Thuc. 1. 22, 3rd C. BCE
The gospels record many speeches, parables, aphorisms and conversations that we assume to be the exact words of Jesus as remembered and written down by Matthew, Mark, Luke's eyewitnesses and John. That's how we think about it in the 21st century, but it's certainly not how events were handed down to others in the first century. A large body of archaeological, textual, social, and historical evidence indicates against this imagined notion of firsthand, accurate representations of what was said and done. The accounts we have in the gospels probably wound their way through oral storytelling at first, while perhaps a few sayings were written on papyrus pages or scrolls. Then, when the first Jewish-Christian Jesus movements needed them, the stories and sayings were assembled into coherent narratives by unknown authors whose differing agendas can be detected in their compositional decisions.

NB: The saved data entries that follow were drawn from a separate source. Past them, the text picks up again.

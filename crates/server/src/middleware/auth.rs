use crate::api::ApiError;
use crate::config::AppState;
use axum::{
    extract::{ConnectInfo, Request, State},
    http::{header, HeaderMap},
    middleware::Next,
    response::Response,
};
use std::net::{IpAddr, SocketAddr};
use std::sync::Arc;
use toolgate_core::{AuthIdentity, Guard, GuardError};

/// Raw value of the Authorization header, if readable
pub fn authorization_header(headers: &HeaderMap) -> Option<&str> {
    headers.get(header::AUTHORIZATION)?.to_str().ok()
}

/// Authenticate, then charge one request against the caller's quota
pub fn check_request(
    guard: &Guard,
    headers: &HeaderMap,
    peer: Option<IpAddr>,
) -> Result<AuthIdentity, GuardError> {
    let identity = guard.authenticate(authorization_header(headers)).inspect_err(|_| {
        tracing::warn!(peer = ?peer, "Rejected request with missing or invalid token");
    })?;

    let key = identity.quota_key(peer);
    guard.admit(&key).inspect_err(|err| {
        tracing::warn!(quota_key = %key, "{}", err);
    })?;

    Ok(identity)
}

/// Guard middleware for the `/mcp` routes.
///
/// Failures short-circuit with a plain JSON error, so streaming routes never
/// open a stream for a rejected caller.
pub async fn require_token(
    State(state): State<Arc<AppState>>,
    mut req: Request,
    next: Next,
) -> Result<Response, ApiError> {
    // Absent when the router is driven without a socket (tests)
    let peer = req
        .extensions()
        .get::<ConnectInfo<SocketAddr>>()
        .map(|ConnectInfo(addr)| addr.ip());

    let identity = check_request(&state.guard, req.headers(), peer)?;
    req.extensions_mut().insert(identity);

    Ok(next.run(req).await)
}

Most of us rely on second or third-hand accounts of the life and teachings of Martin Luther King, Jr. We have film, photos, written letters and eyewitness accounts, recorded sermons. We can interview people who were there when he spoke, wrote, marched for justice, and died. His assassination was April 4th, 1968, more than 50 years ago at the writing of this article; assuming that his reputation and following continues to influence American society, what will his story look like 100 years from now? 200 years? In 2230, could there exist a "church" or a "centered set" oriented toward King's priorities of justice and equality? Will we put the man, Martin King, at the center or will it be the pro-social principles he fought for? Maybe both?
Will we talk about his resurrection or high status in heaven? Maybe not, but had he lived in the first century, it would have been completely appropriate to deify MLK as a man of great honor, and portray him as one who was more than merely human like the rest of us. Not only was it acceptable, it was compulsory that an influential public figure's birth would be accompanied by supernatural occurrences, and possibly direct intervention by a divine being.*
The earliest references to Jesus as "Christ" are in Paul's letter to the Thessalonians, written sometime in the 50's CE. That's around twenty years after the original events. Paul's message emphasizes the imminent apocalypse, and a defense of his authority. Already, only twenty years later, Jesus is depicted as an exalted figure, raised from the dead, and there is some thinking about the Old Testament prophet Joel's poured-out Holy Spirit as a harbinger of the Age to Come. Give the story another 20 years and it develops even further.
We see the first gospel account appear, probably Mark, after the destruction of Jerusalem in 70 CE. Other texts begin to proliferate around the Mediterranean, wildly different from each other. Communities of people who have found an affinity to this novel Jewish sect demonstrate a need for something written to anchor their beliefs, to attempt to unify around a common story, and identify between belongers and enemies.
And the long journey to our modern English Bibles begins!
Questions to Think About:
Look at a sampling of "Statements of Faith" on a few diverse church websites. How does a liberal mainline church like the PCUSA differ from a conservative evangelical church like the Southern Baptists in their beliefs about the Bible?
What were the criteria for deciding between the many different texts being considered for canonization?
Why do you think Matthew and Luke composed different (and longer) stories than Mark? Why is John's gospel so different from the other three?